(Collected data entries)
╔══

use log::{debug, warn};
use serde::Serialize;

use crate::lib::cli::Mode;
use crate::lib::config::{MAX_GB_PER_VCPU, MB_PER_GB, MIN_MEMORY_MB, TARGET_GB_PER_VCPU};
use crate::lib::constraints::{
    is_valid_tier, nearest_valid_tier, round_down_to_granularity, round_up_to_granularity,
    suggest_minimal_tier, truncate_mb,
};
use crate::lib::known_tiers::{find_next_above, find_next_below};
use crate::lib::tier::Tier;

/// A derived tier, kept even when it fails validation
#[derive(Debug, Clone, Copy, PartialEq, Serialize)]
pub struct Recommendation {
    pub tier: Tier,
    pub valid: bool,
}

impl Recommendation {
    fn new(tier: Tier) -> Self {
        let valid = is_valid_tier(tier);
        if !valid {
            warn!("Calculated tier {} may not be valid", tier);
        }
        Self { tier, valid }
    }
}

/// Recommend a tier for `vcpu` at the target GB/vCPU ratio
pub fn recommend_from_cpu(vcpu: u32) -> Recommendation {
    let ram = truncate_mb(vcpu as f64 * TARGET_GB_PER_VCPU * MB_PER_GB);
    let ram = round_up_to_granularity(ram).max(MIN_MEMORY_MB);

    debug!("Recommending {} MB for {} vCPUs", ram, vcpu);
    Recommendation::new(Tier::new(vcpu, ram))
}

/// Recommend a tier for a memory amount in MB at the target GB/vCPU ratio
pub fn recommend_from_memory(memory_mb: f64) -> Recommendation {
    let ram = round_up_to_granularity(truncate_mb(memory_mb)).max(MIN_MEMORY_MB);

    // f64::round rounds half away from zero
    let cpus = (ram as f64 / TARGET_GB_PER_VCPU / MB_PER_GB).round().max(1.0) as u32;

    debug!("Recommending {} vCPUs for {} MB", cpus, ram);
    Recommendation::new(Tier::new(cpus, ram))
}

/// Result of looking up the next tier for an existing one
#[derive(Debug, Clone, Copy, PartialEq, Serialize)]
#[serde(tag = "kind", content = "tier", rename_all = "snake_case")]
pub enum NextTier {
    /// Next entry of the known tier table
    NextKnown(Tier),
    /// Beyond the table; sized around the current memory instead
    NextValid(Tier),
    /// Beyond the table and already sized at the target ratio
    AlreadyValid,
}

#[derive(Debug, Clone, Copy, PartialEq, Serialize)]
pub struct TierInspection {
    pub tier: Tier,
    pub valid: bool,
    pub next: NextTier,
}

/// Parse-mode lookup: the next known tier above `tier`, falling back to a
/// tier sized around its memory when it is beyond the known table
pub fn inspect_tier(tier: Tier) -> TierInspection {
    let next = match find_next_above(tier.vcpu, tier.memory_mb) {
        Some(known) => NextTier::NextKnown(known),
        None => {
            let suggested = suggest_minimal_tier(tier.vcpu, tier.memory_mb);
            if suggested == tier {
                NextTier::AlreadyValid
            } else {
                NextTier::NextValid(suggested)
            }
        }
    };

    TierInspection {
        tier,
        valid: is_valid_tier(tier),
        next,
    }
}

#[derive(Debug, Clone, Copy, PartialEq, Eq, Serialize)]
#[serde(rename_all = "snake_case")]
pub enum BumpRelation {
    AlreadyMax,
    AlreadyExceedsMax,
    Bumped,
}

#[derive(Debug, Clone, Copy, PartialEq, Serialize)]
pub struct MemoryBump {
    pub current: Tier,
    pub bumped: Tier,
    pub relation: BumpRelation,
}

/// Raise memory to the highest amount allowed for the tier's vCPU count
pub fn bump_memory_to_max(tier: Tier) -> MemoryBump {
    let max_ram = truncate_mb(tier.vcpu as f64 * MAX_GB_PER_VCPU * MB_PER_GB);
    let max_ram = round_down_to_granularity(max_ram).max(MIN_MEMORY_MB);

    let relation = if max_ram == tier.memory_mb {
        BumpRelation::AlreadyMax
    } else if max_ram < tier.memory_mb {
        BumpRelation::AlreadyExceedsMax
    } else {
        BumpRelation::Bumped
    };

    MemoryBump {
        current: tier,
        bumped: Tier::new(tier.vcpu, max_ram),
        relation,
    }
}

#[derive(Debug, Clone, Copy, PartialEq, Serialize)]
pub struct NearestValid {
    pub tier: Tier,
    /// Whether the adjusted tier is still lower than the current one
    pub is_downgrade: bool,
}

#[derive(Debug, Clone, Copy, PartialEq, Serialize)]
pub struct DowngradeReport {
    pub current: Tier,
    pub recommended: Tier,
    pub current_valid: bool,
    pub recommended_valid: bool,
    pub is_lower: bool,
    /// Set when the recommendation fails validation
    pub nearest_valid: Option<NearestValid>,
    /// Set when the recommendation is not an acceptable downgrade
    pub known_lower: Option<Tier>,
}

impl DowngradeReport {
    pub fn is_downgrade(&self) -> bool {
        self.recommended_valid && self.is_lower
    }
}

/// Check whether `recommended` is a valid downgrade from `current`
pub fn check_downgrade(current: Tier, recommended: Tier) -> DowngradeReport {
    let current_valid = is_valid_tier(current);
    let recommended_valid = is_valid_tier(recommended);
    let is_lower = recommended < current;

    let mut report = DowngradeReport {
        current,
        recommended,
        current_valid,
        recommended_valid,
        is_lower,
        nearest_valid: None,
        known_lower: None,
    };

    if report.is_downgrade() {
        return report;
    }

    if !recommended_valid {
        let adjusted = nearest_valid_tier(recommended.vcpu, recommended.memory_mb);
        report.nearest_valid = Some(NearestValid {
            tier: adjusted,
            is_downgrade: adjusted < current,
        });
    }
    report.known_lower = find_next_below(current.vcpu, current.memory_mb);

    report
}

#[derive(Debug, Clone, Copy, PartialEq, Serialize)]
pub struct DowngradeSuggestion {
    pub current: Tier,
    pub current_valid: bool,
    pub suggestion: Option<Tier>,
}

/// The next known tier below `current`, if any
pub fn suggest_downgrade(current: Tier) -> DowngradeSuggestion {
    DowngradeSuggestion {
        current,
        current_valid: is_valid_tier(current),
        suggestion: find_next_below(current.vcpu, current.memory_mb),
    }
}

/// Result of one calculator run
#[derive(Debug, Clone, Copy, PartialEq, Serialize)]
#[serde(untagged)]
pub enum Outcome {
    Recommendation(Recommendation),
    Inspection(TierInspection),
    Bump(MemoryBump),
    Downgrade(DowngradeReport),
    Suggestion(DowngradeSuggestion),
}

/// Run the calculation selected by `mode`
pub fn calculate(mode: &Mode) -> Outcome {
    match *mode {
        Mode::Cpu { vcpu } => Outcome::Recommendation(recommend_from_cpu(vcpu)),
        Mode::Memory { quantity } => {
            Outcome::Recommendation(recommend_from_memory(quantity.to_mb()))
        }
        Mode::Inspect { tier } => Outcome::Inspection(inspect_tier(tier)),
        Mode::BumpMemory { tier } => Outcome::Bump(bump_memory_to_max(tier)),
        Mode::CheckDowngrade {
            current,
            recommended,
        } => Outcome::Downgrade(check_downgrade(current, recommended)),
        Mode::Downgrade { tier } => Outcome::Suggestion(suggest_downgrade(tier)),
    }
}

╚══

→ **TASK ITEM**
Identify the lines of the entries containing the string "BumpRelation". Copy each such line.

→ **EXERCISE RESPONSE**
pub enum BumpRelation {
    pub relation: BumpRelation,
        BumpRelation::AlreadyMax
        BumpRelation::AlreadyExceedsMax
        BumpRelation::Bumped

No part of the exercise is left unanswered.